Watch a stingray glide over the sandy sea floor and you can tell it’s in hunting mode — but the tricks the ray is using to search for prey may not be so obvious.

A stingray’s eyes are located on top of its wide, flat body, while its mouth is on the underside. This may not seem like the best design for a fish that has to scan the murky bottom for hidden clams and crustaceans. Luckily, rays are endowed with remarkable sensory abilities that make them ace hunters.
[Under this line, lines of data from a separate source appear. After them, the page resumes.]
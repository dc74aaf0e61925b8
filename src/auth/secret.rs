//! Redacting wrapper for access and refresh tokens.

// self
use crate::_prelude::*;

/// Token secret that never prints its value through `Debug` or `Display`.
#[derive(Clone, PartialEq, Eq, Serialize, Deserialize)]
#[serde(transparent)]
pub struct TokenSecret(String);
impl TokenSecret {
	/// Wraps a new secret string.
	pub fn new(value: impl Into<String>) -> Self {
		Self(value.into())
	}

	/// Returns the inner token value. Callers must avoid logging this string.
	pub fn expose(&self) -> &str {
		&self.0
	}

	/// Returns `true` when the wrapped value is empty or whitespace.
	pub fn is_blank(&self) -> bool {
		self.0.trim().is_empty()
	}

	/// Formats the value for an `Authorization` header.
	pub fn bearer(&self) -> String {
		format!("Bearer {}", self.0)
	}
}
impl Debug for TokenSecret {
	fn fmt(&self, f: &mut Formatter) -> FmtResult {
		f.debug_tuple("TokenSecret").field(&"<redacted>").finish()
	}
}
impl Display for TokenSecret {
	fn fmt(&self, f: &mut Formatter) -> FmtResult {
		f.write_str("<redacted>")
	}
}
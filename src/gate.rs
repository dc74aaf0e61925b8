//! Token freshness gate: renews connection credentials before they enter the renewal buffer.
//!
//! [`FreshnessGate::ensure_fresh`] runs in front of every outbound call. Each connection has
//! its own single-flight guard, so concurrent callers wait for one renewal and then observe the
//! persisted result instead of renewing again. The renewal call itself is pluggable through
//! [`TokenRenewer`]; [`ExchangeRenewer`] implements the Graph long-lived token exchange.

pub mod exchange;

mod metrics;

pub use exchange::ExchangeRenewer;
pub use metrics::RenewalMetrics;

// self
use crate::{
	_prelude::*,
	auth::{Connection, ConnectionId, Renewal},
	clock::{self, Clock, SystemClock},
	config::ClientConfig,
	obs::{self, OpKind, OpOutcome, OpSpan},
	store::ConnectionStore,
};

/// Default lead time before expiry inside which credentials are renewed.
pub const DEFAULT_RENEWAL_BUFFER: Duration = Duration::days(7);

/// Boxed future returned by [`TokenRenewer::renew`].
pub type RenewFuture<'a> = Pin<Box<dyn Future<Output = Result<Renewal>> + 'a + Send>>;

type GuardMap = Arc<Mutex<HashMap<ConnectionId, Arc<AsyncMutex<()>>>>>;

/// Strategy that trades a connection's current credential for a fresh one.
pub trait TokenRenewer
where
	Self: Send + Sync,
{
	/// Requests replacement credential material for `connection`.
	fn renew<'a>(&'a self, connection: &'a Connection) -> RenewFuture<'a>;
}

/// Returns `true` when `connection` holds an access token whose expiry falls at or before
/// `now + buffer`.
///
/// Connections without an access token or without an expiry never need renewal.
pub fn needs_renewal(connection: &Connection, now: OffsetDateTime, buffer: Duration) -> bool {
	if connection.usable_token().is_none() {
		return false;
	}

	let horizon = clock::saturating_add(now, buffer);

	connection.expires_at.is_some_and(|expires_at| expires_at <= horizon)
}

/// Serializes credential renewal per connection and persists renewed records.
pub struct FreshnessGate {
	store: Arc<dyn ConnectionStore>,
	renewer: Arc<dyn TokenRenewer>,
	clock: Arc<dyn Clock>,
	buffer: Duration,
	guards: GuardMap,
	/// Renewal counters.
	pub metrics: Arc<RenewalMetrics>,
}
impl FreshnessGate {
	/// Creates a gate that loads connections from `store` and renews them with `renewer`.
	pub fn new(
		config: &ClientConfig,
		store: Arc<dyn ConnectionStore>,
		renewer: Arc<dyn TokenRenewer>,
	) -> Self {
		Self {
			store,
			renewer,
			clock: Arc::new(SystemClock),
			buffer: config.renewal_buffer,
			guards: Default::default(),
			metrics: Default::default(),
		}
	}

	/// Replaces the clock used for renewal decisions.
	pub fn with_clock(mut self, clock: Arc<dyn Clock>) -> Self {
		self.clock = clock;

		self
	}

	/// Renewal buffer applied by [`FreshnessGate::needs_renewal`].
	pub fn buffer(&self) -> Duration {
		self.buffer
	}

	/// Pure renewal decision using the configured buffer.
	pub fn needs_renewal(&self, connection: &Connection, now: OffsetDateTime) -> bool {
		needs_renewal(connection, now, self.buffer)
	}

	/// Renews `connection` regardless of its expiry and persists the result.
	///
	/// The stored record is reloaded under the connection's guard. When its access token no
	/// longer matches the caller's copy, another caller has already renewed it and the stored
	/// record is returned as is. Connections missing from the store are renewed from `connection`.
	pub async fn renew(&self, connection: &Connection) -> Result<Connection> {
		let span = OpSpan::new(OpKind::Renewal, "renew");

		span.instrument(async move {
			let guard = self.guard(&connection.id);
			let _singleflight = guard.lock().await;
			let current = self.store.fetch(&connection.id).await?;

			match current {
				Some(stored) if stored.access_token != connection.access_token => Ok(stored),
				Some(stored) => self.renew_locked(&stored).await,
				None => self.renew_locked(connection).await,
			}
		})
		.await
	}

	/// Returns a connection whose access token is safe to use for the next call.
	///
	/// Fails with [`Error::CredentialExpired`] when the connection is unknown or holds no
	/// access token. When renewal fails while the current token is still valid, the current
	/// record is returned and the failure is logged; throttles always propagate.
	pub async fn ensure_fresh(&self, id: &ConnectionId) -> Result<Connection> {
		let span = OpSpan::new(OpKind::Renewal, "ensure_fresh");

		span.instrument(async move {
			let guard = self.guard(id);
			let _singleflight = guard.lock().await;
			let current = self
				.store
				.fetch(id)
				.await?
				.filter(|connection| connection.usable_token().is_some())
				.ok_or_else(|| Error::CredentialExpired { connection: id.clone() })?;
			let now = self.clock.now();

			if !self.needs_renewal(&current, now) {
				return Ok(current);
			}

			match self.renew_locked(&current).await {
				Ok(renewed) => Ok(renewed),
				Err(err) if err.is_throttled() => Err(err),
				Err(err) if !current.is_expired_at(now) => {
					obs::log_renewal_bypassed(id, &err);

					Ok(current)
				},
				Err(Error::Api { .. } | Error::MalformedResponse { .. }) =>
					Err(Error::CredentialExpired { connection: id.clone() }),
				Err(err) => Err(err),
			}
		})
		.await
	}

	fn guard(&self, id: &ConnectionId) -> Arc<AsyncMutex<()>> {
		let mut guards = self.guards.lock();

		guards.entry(id.clone()).or_insert_with(|| Arc::new(AsyncMutex::new(()))).clone()
	}

	async fn renew_locked(&self, current: &Connection) -> Result<Connection> {
		const KIND: OpKind = OpKind::Renewal;

		obs::record_op_outcome(KIND, OpOutcome::Attempt);
		self.metrics.attempts.increment();

		let result = async {
			let renewal = self.renewer.renew(current).await?;
			let mut renewed = current.clone();

			renewed.apply_renewal(renewal, self.clock.now());
			self.store.save(renewed.clone()).await?;
			obs::log_renewed(&renewed.id, renewed.expires_at);

			Ok::<_, Error>(renewed)
		}
		.await;

		match &result {
			Ok(_) => self.metrics.successes.increment(),
			Err(_) => self.metrics.failures.increment(),
		}

		obs::record_op_outcome(KIND, OpOutcome::of(&result));

		result
	}
}
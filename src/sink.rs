//! Persistence boundary for synchronized batches.

// self
use crate::{_prelude::*, resource::SyncResource};

/// Boxed future returned by [`PersistenceSink::upsert`].
pub type SinkFuture<'a> = Pin<Box<dyn Future<Output = Result<(), SinkError>> + 'a + Send>>;

/// Destination of synchronized items.
///
/// Batches of an interrupted walk may be delivered again when the job is retried, so
/// implementations must upsert idempotently.
pub trait PersistenceSink
where
	Self: Send + Sync,
{
	/// Upserts one batch of raw items belonging to `resource`.
	fn upsert<'a>(&'a self, resource: &'a SyncResource, batch: Vec<JsonValue>) -> SinkFuture<'a>;
}

/// Failure reported by a [`PersistenceSink`].
#[derive(Clone, Debug, PartialEq, Eq, Serialize, Deserialize, ThisError)]
#[error("Persistence sink failed: {message}.")]
pub struct SinkError {
	/// Human-readable error payload.
	pub message: String,
}
impl SinkError {
	/// Creates a sink error from any displayable message.
	pub fn new(message: impl Into<String>) -> Self {
		Self { message: message.into() }
	}
}

/// In-memory sink keyed by resource and [`SyncResource::item_key`].
///
/// Items missing their key fields are keyed by their serialized content.
#[derive(Clone, Debug, Default)]
pub struct MemorySink(Arc<RwLock<HashMap<SyncResource, BTreeMap<String, JsonValue>>>>);
impl MemorySink {
	/// Snapshot of the items stored for `resource`, ordered by key.
	pub fn items(&self, resource: &SyncResource) -> Vec<JsonValue> {
		self.0
			.read()
			.get(resource)
			.map(|items| items.values().cloned().collect())
			.unwrap_or_default()
	}

	/// Number of distinct items stored for `resource`.
	pub fn len(&self, resource: &SyncResource) -> usize {
		self.0.read().get(resource).map_or(0, BTreeMap::len)
	}
}
impl PersistenceSink for MemorySink {
	fn upsert<'a>(&'a self, resource: &'a SyncResource, batch: Vec<JsonValue>) -> SinkFuture<'a> {
		Box::pin(async move {
			let mut map = self.0.write();
			let items = map.entry(resource.clone()).or_default();

			for item in batch {
				let key = resource.item_key(&item).unwrap_or_else(|| item.to_string());

				items.insert(key, item);
			}

			Ok(())
		})
	}
}
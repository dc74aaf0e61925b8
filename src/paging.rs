//! Cursor pagination over Graph API collection edges.
//!
//! Graph responses nest paging metadata as `paging.cursors.after` and `paging.next`. A
//! [`Paginator`] walks those cursors lazily: each [`Paginator::next_batch`] call issues exactly
//! one request carrying the previous page's `after` cursor, and the walk ends only when a
//! response has no `paging.next` marker. Empty pages with a `next` marker do not end the walk.

// self
use crate::{
	_prelude::*,
	http::{ApiRequest, ApiResponse},
};

/// Default page size sent as `limit`.
pub const DEFAULT_PAGE_SIZE: u32 = 25;

/// Boxed future returned by [`PageFetcher::fetch`].
pub type PageFuture<'a> = Pin<Box<dyn Future<Output = Result<ApiResponse>> + 'a + Send>>;

/// Executes one page request; throttles surface as [`Error::Throttled`].
pub trait PageFetcher
where
	Self: Send + Sync,
{
	/// Fetches the page described by `request`.
	fn fetch(&self, request: ApiRequest) -> PageFuture<'_>;
}

/// Position in a cursor chain.
#[derive(Clone, Debug, PartialEq, Eq, Serialize, Deserialize)]
pub struct PageCursor {
	/// Opaque `after` token; `None` before the first page.
	pub after: Option<String>,
	/// Page-size limit sent with every request.
	pub limit: u32,
}
impl PageCursor {
	/// Cursor for the first page.
	pub fn first(limit: u32) -> Self {
		Self { after: None, limit }
	}

	/// Request for this cursor position derived from the collection's base request.
	pub fn apply(&self, base: &ApiRequest) -> ApiRequest {
		let mut request = base.clone();

		request.set_query("limit", self.limit.to_string());

		match &self.after {
			Some(after) => request.set_query("after", after.clone()),
			None => request.remove_query("after"),
		}

		request
	}
}
impl Default for PageCursor {
	fn default() -> Self {
		Self::first(DEFAULT_PAGE_SIZE)
	}
}

/// One parsed page.
#[derive(Clone, Debug, PartialEq)]
pub struct Page {
	/// Raw items in server order.
	pub items: Vec<JsonValue>,
	/// Cursor for the following page; `None` when the collection is exhausted.
	pub next: Option<PageCursor>,
}
impl Page {
	/// Parses the `data` array and paging metadata of a collection response.
	pub fn parse(body: &JsonValue, limit: u32) -> Result<Self> {
		let items = body
			.get("data")
			.and_then(JsonValue::as_array)
			.cloned()
			.ok_or_else(|| Error::malformed("collection response has no `data` array"))?;
		let has_next = body.pointer("/paging/next").is_some_and(|next| !next.is_null());
		let next = if has_next {
			let after = body
				.pointer("/paging/cursors/after")
				.and_then(JsonValue::as_str)
				.filter(|after| !after.is_empty())
				.ok_or_else(|| {
					Error::malformed("`paging.next` is present without `paging.cursors.after`")
				})?;

			Some(PageCursor { after: Some(after.to_owned()), limit })
		} else {
			None
		};

		Ok(Self { items, next })
	}
}

#[derive(Clone, Debug)]
enum CursorState {
	Ready(PageCursor),
	Finished,
}

/// Lazy, finite, non-restartable sequence of item batches.
///
/// After exhaustion or after any error the paginator is fused and yields `None`. Batches
/// already handed out are never retracted; consumers re-process idempotently on retry.
#[derive(Debug)]
pub struct Paginator<F> {
	fetcher: F,
	base: ApiRequest,
	state: CursorState,
	pages: usize,
}
impl<F> Paginator<F>
where
	F: PageFetcher,
{
	/// Creates a paginator over `base` (without cursor parameters) using `limit` items per page.
	pub fn new(fetcher: F, base: ApiRequest, limit: u32) -> Self {
		Self { fetcher, base, state: CursorState::Ready(PageCursor::first(limit)), pages: 0 }
	}

	/// Number of pages fetched so far.
	pub fn pages_fetched(&self) -> usize {
		self.pages
	}

	/// Returns `true` once no more batches will be produced.
	pub fn is_finished(&self) -> bool {
		matches!(self.state, CursorState::Finished)
	}

	/// Fetches the next batch; `Ok(None)` once the collection is exhausted.
	pub async fn next_batch(&mut self) -> Result<Option<Vec<JsonValue>>> {
		let cursor = match std::mem::replace(&mut self.state, CursorState::Finished) {
			CursorState::Ready(cursor) => cursor,
			CursorState::Finished => return Ok(None),
		};
		let response = self.fetcher.fetch(cursor.apply(&self.base)).await?;
		let page = Page::parse(&response.body, cursor.limit)?;

		self.pages += 1;

		if let Some(next) = page.next {
			self.state = CursorState::Ready(next);
		}

		Ok(Some(page.items))
	}

	/// Drains the remaining batches into one list.
	pub async fn collect_all(mut self) -> Result<Vec<JsonValue>> {
		let mut all = Vec::new();

		while let Some(batch) = self.next_batch().await? {
			all.extend(batch);
		}

		Ok(all)
	}
}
A Southern stingray moves along the sandy bottom in the U.S. Virgin Islands. Credit: National Oceanic and Atmospheric Administration

One of these senses is the lateral line system, a “sixth sense” that all other fishes also have. Arranged in lines along the ray’s body are canals containing sensory organs that detect the movement of water. These canals run on the top and underside of the ray’s body, around its mouth and out to the edges of its wing-like flaps.

Small bottom-dwelling organisms, such as clams, produce small jets of water when breathing and feeding. When rays get in close range, these miniscule water movements tip off the lateral line system, allowing the hunter to zero in on a potential meal.

As if this weren’t enough, rays have another secret weapon: an electrosensory system. Along with their relatives, the sharks, rays possess a network of visible pores on their undersides that open to structures called the ampullae of Lorenzini. The ampullae pick up on tiny electrical impulses produced by the muscle contractions of bivalves, crustaceans, and even fishes buried in the sand. When a ray’s on the hunt, there truly is nowhere to hide!